Would you transcribe word for word every line from the one containing "for word in" to the end of the data, both ends included, and leave out the rest?
===== Records to use =====
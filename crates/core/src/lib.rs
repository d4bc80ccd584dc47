pub mod article;
pub mod classify;
pub mod entry;
pub mod error;
pub mod extract;
pub mod fetch;
pub mod formatters;
pub mod normalize;
pub mod parse;
pub mod preprocess;
pub mod resolve;
pub mod truncate;

pub use article::{ResolvedArticle, group_by_category};
pub use classify::{count_sentences, is_summary_only};
pub use entry::{Category, EntriesResponse, Feed, RawEntry};
pub use error::{FeedbriefError, Result};
pub use extract::{ExtractConfig, extract_main_text};
pub use fetch::{ContentFetcher, FetchConfig, fetch_file, fetch_stdin};
#[cfg(feature = "fetch")]
pub use fetch::{HttpFetcher, fetch_full_content, fetch_url};
pub use formatters::{JsonConfig, JsonFormatter, TextConfig, TextFormatter, convert_to_json, convert_to_text};
pub use normalize::normalize;
pub use parse::Document;
#[doc(hidden)]
pub use preprocess::PreprocessConfig;
pub use preprocess::preprocess_html;
pub use resolve::{Resolver, ResolverConfig, ResolverConfigBuilder};
pub use truncate::{ELLIPSIS, truncate};
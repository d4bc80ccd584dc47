use crate::ResolvedArticle;
use crate::article::group_by_category;

/// Configuration for plain text output
#[derive(Debug, Clone, Default)]
pub struct TextConfig {
    /// Wrap content lines at specified width (0 = no wrapping)
    pub line_width: usize,

    /// Include the article URL under each title
    pub include_urls: bool,
}

/// Plain text formatter producing a digest grouped by category
pub struct TextFormatter {
    config: TextConfig,
}

impl TextFormatter {
    pub fn new(config: TextConfig) -> Self {
        Self { config }
    }

    pub fn format(&self, articles: &[ResolvedArticle]) -> String {
        convert_to_text(articles, &self.config)
    }
}

/// Render resolved articles as a plain text digest, one section per category
pub fn convert_to_text(articles: &[ResolvedArticle], config: &TextConfig) -> String {
    let mut output = String::new();

    for (category, group) in group_by_category(articles) {
        let heading = format!("{} ({})", category, group.len());
        output.push_str(&heading);
        output.push('\n');
        output.push_str(&"=".repeat(heading.chars().count()));
        output.push_str("\n\n");

        for article in group {
            output.push_str(&generate_header(article, config));
            let content = if config.line_width > 0 {
                wrap_text(&article.content, config.line_width)
            } else {
                article.content.clone()
            };
            output.push_str(&content);
            output.push_str("\n\n");
        }
    }

    output.trim_end().to_string()
}

/// Title line plus a "By: .. | Source: .. | Date: .." line
fn generate_header(article: &ResolvedArticle, config: &TextConfig) -> String {
    let mut header = format!("{}\n", article.title);

    let mut meta_parts = vec![format!("By: {}", article.author), format!("Source: {}", article.source)];
    if let Some(date) = &article.published_at {
        meta_parts.push(format!("Date: {}", date));
    }
    header.push_str(&meta_parts.join(" | "));
    header.push('\n');

    if config.include_urls && !article.url.is_empty() {
        header.push_str(&article.url);
        header.push('\n');
    }

    header
}

/// Greedy word wrap at `width` characters
fn wrap_text(text: &str, width: usize) -> String {
    let mut lines = Vec::new();
    let mut current = String::new();
    let mut current_len = 0;

    for word in text.split_whitespace() {
        let word_len = word.chars().count();
        if current_len > 0 && current_len + 1 + word_len > width {
            lines.push(std::mem::take(&mut current));
            current_len = 0;
        }
        if current_len > 0 {
            current.push(' ');
            current_len += 1;
        }
        current.push_str(word);
        current_len += word_len;
    }

    if !current.is_empty() {
        lines.push(current);
    }

    lines.join("\n")
}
=====
**Written answer**
    for word in text.split_whitespace() {
        let word_len = word.chars().count();
        if current_len > 0 && current_len + 1 + word_len > width {
            lines.push(std::mem::take(&mut current));
            current_len = 0;
        }
        if current_len > 0 {
            current.push(' ');
            current_len += 1;
        }
        current.push_str(word);
        current_len += word_len;
    }

    if !current.is_empty() {
        lines.push(current);
    }

    lines.join("\n")
}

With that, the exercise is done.